* [EXERCISE DESCRIPTION]: Filter the listing for lines containing "push".

* [PROVIDED MATERIAL]:
//! Container adapter.
//!
//! The reconciler only ever talks to the child sequence through
//! [`Container`], so any rendering tree can be driven by implementing four
//! operations. Two implementations ship with the crate:
//!
//! - [`ChildList`]: inline storage for the first 8 children, like a VDOM
//!   element's child list
//! - `Vec<N>`: plain heap storage

use smallvec::SmallVec;

/// Ordered sequence of child nodes mutated by the reconciler.
///
/// # Insertion semantics
///
/// `insert_at` behaves like DOM insertion: if `node` is already a child it
/// is detached from its old position first, so after the call the container
/// holds it exactly once, at `index`.
pub trait Container {
    /// Node handle stored in the container.
    type Node;

    /// Number of children.
    fn len(&self) -> usize;

    /// Check if there are no children.
    fn is_empty(&self) -> bool {
        self.len() == 0
    }

    /// Child at `index`, or `None` past the end.
    fn child_at(&self, index: usize) -> Option<&Self::Node>;

    /// Place `node` at `index`, shifting later children right.
    ///
    /// An `index` past the end appends.
    fn insert_at(&mut self, index: usize, node: Self::Node);

    /// Detach and return the child at `index`.
    ///
    /// # Panics
    ///
    /// Panics if `index >= len()`.
    fn remove_at(&mut self, index: usize) -> Self::Node;
}

/// Inline storage for child lists.
pub type Children<N> = SmallVec<[N; 8]>;

/// `SmallVec`-backed container.
#[derive(Debug, Clone, PartialEq, Eq)]
pub struct ChildList<N> {
    children: Children<N>,
}

impl<N> Default for ChildList<N> {
    fn default() -> Self {
        Self {
            children: SmallVec::new(),
        }
    }
}

impl<N> ChildList<N> {
    /// Create an empty child list.
    pub fn new() -> Self {
        Self::default()
    }

    /// Append a child. Hosts use this for content the repeater does not own.
    #[inline]
    pub fn push(&mut self, node: N) {
        self.children.push(node);
    }

    #[inline]
    pub fn as_slice(&self) -> &[N] {
        &self.children
    }

    #[inline]
    pub fn iter(&self) -> std::slice::Iter<'_, N> {
        self.children.iter()
    }

    /// Consume the list, returning the raw children.
    pub fn into_inner(self) -> Children<N> {
        self.children
    }
}

impl<N> FromIterator<N> for ChildList<N> {
    fn from_iter<I: IntoIterator<Item = N>>(iter: I) -> Self {
        Self {
            children: iter.into_iter().collect(),
        }
    }
}

impl<'a, N> IntoIterator for &'a ChildList<N> {
    type Item = &'a N;
    type IntoIter = std::slice::Iter<'a, N>;

    fn into_iter(self) -> Self::IntoIter {
        self.children.iter()
    }
}

impl<N: PartialEq> Container for ChildList<N> {
    type Node = N;

    #[inline]
    fn len(&self) -> usize {
        self.children.len()
    }

    #[inline]
    fn child_at(&self, index: usize) -> Option<&N> {
        self.children.get(index)
    }

    fn insert_at(&mut self, index: usize, node: N) {
        if let Some(pos) = self.children.iter().position(|child| *child == node) {
            self.children.remove(pos);
        }
        let index = index.min(self.children.len());
        self.children.insert(index, node);
    }

    #[inline]
    fn remove_at(&mut self, index: usize) -> N {
        self.children.remove(index)
    }
}

impl<N: PartialEq> Container for Vec<N> {
    type Node = N;

    #[inline]
    fn len(&self) -> usize {
        Vec::len(self)
    }

    #[inline]
    fn child_at(&self, index: usize) -> Option<&N> {
        self.get(index)
    }

    fn insert_at(&mut self, index: usize, node: N) {
        if let Some(pos) = self.iter().position(|child| *child == node) {
            self.remove(pos);
        }
        let index = index.min(Vec::len(self));
        self.insert(index, node);
    }

    #[inline]
    fn remove_at(&mut self, index: usize) -> N {
        self.remove(index)
    }
}

#[cfg(test)]
mod tests {
    use super::*;

    #[test]
    fn test_insert_and_remove() {
        let mut list: ChildList<char> = ChildList::new();
        assert!(Container::is_empty(&list));

        list.insert_at(0, 'b');
        list.insert_at(0, 'a');
        list.insert_at(9, 'c');
        assert_eq!(list.as_slice(), &['a', 'b', 'c']);

        assert_eq!(list.remove_at(1), 'b');
        assert_eq!(list.as_slice(), &['a', 'c']);
        assert_eq!(list.child_at(1), Some(&'c'));
        assert_eq!(list.child_at(2), None);
    }

    #[test]
    fn test_insert_moves_existing_child() {
        let mut list: ChildList<char> = "abcd".chars().collect();

        list.insert_at(0, 'c');
        assert_eq!(list.as_slice(), &['c', 'a', 'b', 'd']);

        list.insert_at(3, 'a');
        assert_eq!(list.as_slice(), &['c', 'b', 'd', 'a']);
        assert_eq!(Container::len(&list), 4);
    }

    #[test]
    fn test_vec_container() {
        let mut children = vec![1, 2, 3];
        children.insert_at(0, 3);
        assert_eq!(children, vec![3, 1, 2]);
        assert_eq!(Container::remove_at(&mut children, 2), 2);
        assert_eq!(Container::child_at(&children, 1), Some(&1));
    }
}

* [TASK OUTPUT]:
    pub fn push(&mut self, node: N) {
        self.children.push(node);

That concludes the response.